Despite advances in cancer treatments, the frequency of CV complications induced by anticancer agents (i.e., chemotherapy and targeted therapy) has been substantially increasing.⁴⁷ We applied the four best single classifiers as well as the combined classifiers to predict 5 types of CV complications for 63 anticancer small molecular agents, including 26 targeted therapeutic agents (kinase inhibitors in Figure 5A) and 37 chemotherapeutic agents (non-kinase inhibitors in Supporting Information, Figure S3). According to the known drug-induced CV complications labeled by Drugs@FDA database⁴⁸, we found a higher success rate of 87% (108/124) for the combined classifiers compared to the four best single classifiers (79%=392/496, Supporting Information, Table S4). For instance, pazopanib-induced cardiac failure and myocardial infarction are severe adverse reactions listed in the Drugs@FDA database and have been reported by several double-blind placebo-controlled trials in patients^49,50 and a variety of clinical reports.^51–54 Our combined classifiers successfully identified pazopanib-induced cardiac failure and myocardial infarction, while only one of the best single classifiers offered true prediction in this case. An additional example includes Arsenic trioxide (As₂O₃), which is approved for treating acute promyelocytic leukemia. Here itwas predicted to have potential cardiac failure by the combined classifiers, while only half of the best single classifiers generated the toxicity consistent prediction. Arsenic trioxide was reported to lead to dysfunction of myocardium and reduction of contractility,⁵⁵ suggesting 100% accuracy of the combined classifiers compared to 50% accuracy of the best single classifiers.

Figure 5.

Validation of the combined classifiers using reported experimental data from human pluripotent stem cell-derived cardiomyocyte assays and literature data. (A) Predicted cardiovascular complications for molecularly targeted cancer therapeutic agents (kinase inhibitors) by four best single classifiers and the combined classifiers respectively. Drugs existing in the training sets are underlined. (B) Comparison of cardiotoxic profiles from human pluripotent stem cell-derived cardiomyocyte assays (cardiac safety indexes described in Supporting Method S1) and the predicted probabilities from the combined classifiers for 16 kinase inhibitors. A lower cardiac safety index represents higher risk of cardiotoxicity. A predicted probability of more than 0.5 denotes an identified probable cardiovascular complication. A higher probability (e.g., 1.0) shows increased likelihood of cardiotoxicity. Red color indicates higher relative likelihood of drug-induced CV complications, while green or blue color indicates a lower relative likelihood of drug-induced CV complications. Note: HTN: hypertension; HB: heart block; Arrhy: arrhythmia; MI: myocardial infarction; CF: cardiac failure; MD: molecular descriptors; SubFP: Substructure fingerprint; kNN: k-nearest neighbors; SVM: support vector machine; RF: random forest; LR: logistic regression.

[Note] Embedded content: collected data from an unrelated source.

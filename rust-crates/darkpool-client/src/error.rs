use reqwest::StatusCode;
use thiserror::Error;

/// A mapping value that does not match the struct shape it was read as.
#[derive(Debug, Clone, PartialEq, Eq, Error)]
pub enum DecodeError {
    #[error("malformed {shape} struct: {reason}")]
    MalformedStruct { shape: &'static str, reason: String },
}

impl DecodeError {
    pub(crate) fn malformed(shape: &'static str, reason: impl Into<String>) -> Self {
        DecodeError::MalformedStruct {
            shape,
            reason: reason.into(),
        }
    }
}

#[derive(Debug, Error)]
pub enum FetchError {
    #[error("failed to build HTTP client: {0}")]
    Client(#[source] reqwest::Error),

    #[error("node unreachable: {0}")]
    Unreachable(#[source] reqwest::Error),

    #[error("node responded with unexpected status {0}")]
    Unexpected(StatusCode),

    #[error("node returned an unreadable body: {0}")]
    InvalidBody(String),
}

/// User input rejected before anything is encoded or sent to a wallet.
#[derive(Debug, Clone, PartialEq, Eq, Error)]
pub enum ValidationError {
    #[error("market id `{0}` is not a field element")]
    MarketId(String),

    #[error("outcome `{0}` must be 0 (no) or 1 (yes)")]
    Outcome(String),

    #[error("amount `{0}` must be a positive whole number of microcredits")]
    Amount(String),

    #[error("resolution height `{0}` is not a valid block height")]
    ResolutionHeight(String),

    #[error("`{0}` is not an aleo address")]
    Address(String),
}

/// A lifecycle operation invoked from a state that does not allow it.
#[derive(Debug, Clone, PartialEq, Eq, Error)]
#[error("cannot {operation} while {state}")]
pub struct InvalidStateError {
    pub operation: &'static str,
    pub state: &'static str,
}

impl InvalidStateError {
    pub fn new(operation: &'static str, state: &'static str) -> Self {
        Self { operation, state }
    }
}
use crate::{
    codec::{
        Scalar,
        ScalarType,
    },
    config::ClientConfig,
    error::ValidationError,
    types::{
        MarketId,
        Microcredits,
        Outcome,
    },
};
use serde::Serialize;
use thiserror::Error;

#[derive(Clone, Copy, Debug, PartialEq, Eq, Hash, Serialize)]
#[serde(rename_all = "snake_case")]
pub enum Transition {
    PlaceBet,
    CreateMarket,
    ResolveMarket,
}

impl Transition {
    pub fn function_name(self) -> &'static str {
        match self {
            Transition::PlaceBet => "place_bet",
            Transition::CreateMarket => "create_market",
            Transition::ResolveMarket => "resolve_market",
        }
    }

    /// Parameter types of the deployed transition, in declaration order.
    pub fn signature(self) -> &'static [ScalarType] {
        match self {
            Transition::PlaceBet => &[ScalarType::Field, ScalarType::U8, ScalarType::U64],
            Transition::CreateMarket => &[ScalarType::Field, ScalarType::U32],
            Transition::ResolveMarket => &[ScalarType::Field, ScalarType::U8],
        }
    }
}

#[derive(Clone, Debug, PartialEq, Eq)]
pub struct BetIntent {
    pub market_id: MarketId,
    pub outcome: Outcome,
    pub amount: Microcredits,
}

impl BetIntent {
    pub fn new(
        market_id: MarketId,
        outcome: Outcome,
        amount: Microcredits,
    ) -> Result<Self, ValidationError> {
        if amount.get() == 0 {
            return Err(ValidationError::Amount(amount.to_string()));
        }
        Ok(Self {
            market_id,
            outcome,
            amount,
        })
    }

    pub fn parse(
        market_id: &str,
        outcome: &str,
        amount: &str,
    ) -> Result<Self, ValidationError> {
        Self::new(market_id.parse()?, outcome.parse()?, amount.parse()?)
    }
}

#[derive(Clone, Debug, PartialEq, Eq)]
pub struct CreateMarketIntent {
    pub market_id: MarketId,
    pub resolution_height: u32,
}

impl CreateMarketIntent {
    pub fn parse(
        market_id: &str,
        resolution_height: &str,
    ) -> Result<Self, ValidationError> {
        let market_id = market_id.parse()?;
        let trimmed = resolution_height.trim();
        let invalid = || ValidationError::ResolutionHeight(resolution_height.to_owned());
        if trimmed.is_empty() || !trimmed.bytes().all(|b| b.is_ascii_digit()) {
            return Err(invalid());
        }
        let resolution_height = trimmed.parse::<u32>().map_err(|_| invalid())?;
        Ok(Self {
            market_id,
            resolution_height,
        })
    }
}

#[derive(Clone, Debug, PartialEq, Eq)]
pub struct ResolveMarketIntent {
    pub market_id: MarketId,
    pub winning_outcome: Outcome,
}

impl ResolveMarketIntent {
    pub fn parse(
        market_id: &str,
        winning_outcome: &str,
    ) -> Result<Self, ValidationError> {
        Ok(Self {
            market_id: market_id.parse()?,
            winning_outcome: winning_outcome.parse()?,
        })
    }
}

/// A validated transition request, kept with the submitted transaction.
#[derive(Clone, Debug, PartialEq, Eq)]
pub enum TransitionIntent {
    PlaceBet(BetIntent),
    CreateMarket(CreateMarketIntent),
    ResolveMarket(ResolveMarketIntent),
}

impl TransitionIntent {
    pub fn transition(&self) -> Transition {
        match self {
            TransitionIntent::PlaceBet(_) => Transition::PlaceBet,
            TransitionIntent::CreateMarket(_) => Transition::CreateMarket,
            TransitionIntent::ResolveMarket(_) => Transition::ResolveMarket,
        }
    }

    pub fn market_id(&self) -> &MarketId {
        match self {
            TransitionIntent::PlaceBet(intent) => &intent.market_id,
            TransitionIntent::CreateMarket(intent) => &intent.market_id,
            TransitionIntent::ResolveMarket(intent) => &intent.market_id,
        }
    }

    fn arguments(&self) -> Vec<Scalar> {
        match self {
            TransitionIntent::PlaceBet(intent) => vec![
                Scalar::Field(intent.market_id.element().clone()),
                Scalar::U8(intent.outcome.as_u8()),
                Scalar::U64(intent.amount.get()),
            ],
            TransitionIntent::CreateMarket(intent) => vec![
                Scalar::Field(intent.market_id.element().clone()),
                Scalar::U32(intent.resolution_height),
            ],
            TransitionIntent::ResolveMarket(intent) => vec![
                Scalar::Field(intent.market_id.element().clone()),
                Scalar::U8(intent.winning_outcome.as_u8()),
            ],
        }
    }
}

/// Raw form input, as typed by the user.
#[derive(Clone, Debug, PartialEq, Eq)]
pub enum TransitionInput {
    PlaceBet {
        market_id: String,
        outcome: String,
        amount: String,
    },
    CreateMarket {
        market_id: String,
        resolution_height: String,
    },
    ResolveMarket {
        market_id: String,
        winning_outcome: String,
    },
}

impl TransitionInput {
    pub fn place_bet(
        market_id: impl Into<String>,
        outcome: impl Into<String>,
        amount: impl Into<String>,
    ) -> Self {
        TransitionInput::PlaceBet {
            market_id: market_id.into(),
            outcome: outcome.into(),
            amount: amount.into(),
        }
    }

    pub fn validate(&self) -> Result<TransitionIntent, ValidationError> {
        match self {
            TransitionInput::PlaceBet {
                market_id,
                outcome,
                amount,
            } => BetIntent::parse(market_id, outcome, amount)
                .map(TransitionIntent::PlaceBet),
            TransitionInput::CreateMarket {
                market_id,
                resolution_height,
            } => CreateMarketIntent::parse(market_id, resolution_height)
                .map(TransitionIntent::CreateMarket),
            TransitionInput::ResolveMarket {
                market_id,
                winning_outcome,
            } => ResolveMarketIntent::parse(market_id, winning_outcome)
                .map(TransitionIntent::ResolveMarket),
        }
    }
}

/// Arguments do not line up with the transition's declared parameters.
#[derive(Debug, Clone, PartialEq, Eq, Error)]
#[error("{function} expects {expected:?}, built {actual:?}")]
pub struct BuildError {
    pub function: &'static str,
    pub expected: &'static [ScalarType],
    pub actual: Vec<ScalarType>,
}

/// Request handed to the wallet provider.
#[derive(Clone, Debug, PartialEq, Eq, Serialize)]
#[serde(rename_all = "camelCase")]
pub struct TransitionCall {
    pub program: String,
    pub function_name: Transition,
    pub inputs: Vec<String>,
    pub fee: Microcredits,
    pub fee_private: bool,
}

pub fn place_bet_inputs(intent: &BetIntent) -> Vec<String> {
    render(&TransitionIntent::PlaceBet(intent.clone()).arguments())
}

pub fn create_market_inputs(intent: &CreateMarketIntent) -> Vec<String> {
    render(&TransitionIntent::CreateMarket(intent.clone()).arguments())
}

pub fn resolve_market_inputs(intent: &ResolveMarketIntent) -> Vec<String> {
    render(&TransitionIntent::ResolveMarket(intent.clone()).arguments())
}

fn render(arguments: &[Scalar]) -> Vec<String> {
    arguments.iter().map(ToString::to_string).collect()
}

pub struct TransactionBuilder<'a> {
    config: &'a ClientConfig,
}

impl<'a> TransactionBuilder<'a> {
    pub fn new(config: &'a ClientConfig) -> Self {
        Self { config }
    }

    pub fn build(&self, intent: &TransitionIntent) -> Result<TransitionCall, BuildError> {
        let transition = intent.transition();
        let arguments = intent.arguments();
        let expected = transition.signature();
        let actual: Vec<ScalarType> = arguments.iter().map(Scalar::scalar_type).collect();
        if actual != expected {
            return Err(BuildError {
                function: transition.function_name(),
                expected,
                actual,
            });
        }
        Ok(TransitionCall {
            program: self.config.program_id.clone(),
            function_name: transition,
            inputs: render(&arguments),
            fee: self.fee_for(transition),
            fee_private: self.config.fee_private,
        })
    }

    fn fee_for(&self, transition: Transition) -> Microcredits {
        let fees = &self.config.fees;
        match transition {
            Transition::PlaceBet => fees.place_bet,
            Transition::CreateMarket => fees.create_market,
            Transition::ResolveMarket => fees.resolve_market,
        }
    }
}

Human pluripotent stem cell-derived cardiomyocytes (PSC-CMs) are an effective way to assess drug cardiotoxicity in vitro.⁵⁶ We computationally evaluated CV complications using the combined classifiers for 16 tyrosine kinase inhibitors (TKIs) with known cardiotoxic profiles identified by PSC-CMs assays⁵⁶ and literature evidence. We calculated cardiac safety indexes (CSI) to provide a relative metric for cardiotoxicity by normalizing 4 contractility and viability parameters (cessation of beating, effective concentration, amplitude of effect, and median lethal dose) as described previously⁶ (See the details in Supporting Method S1). Then we compared CSI values with the corresponding true probabilities of having CV complications predicted by the combined classifiers. The combined classifiers successfully predicted the reported CV complications for all reported TKIs except vemurafenib (Figure 5B). Altogether, the combined classifiers show high accuracy for identification of drug-induced CV complications.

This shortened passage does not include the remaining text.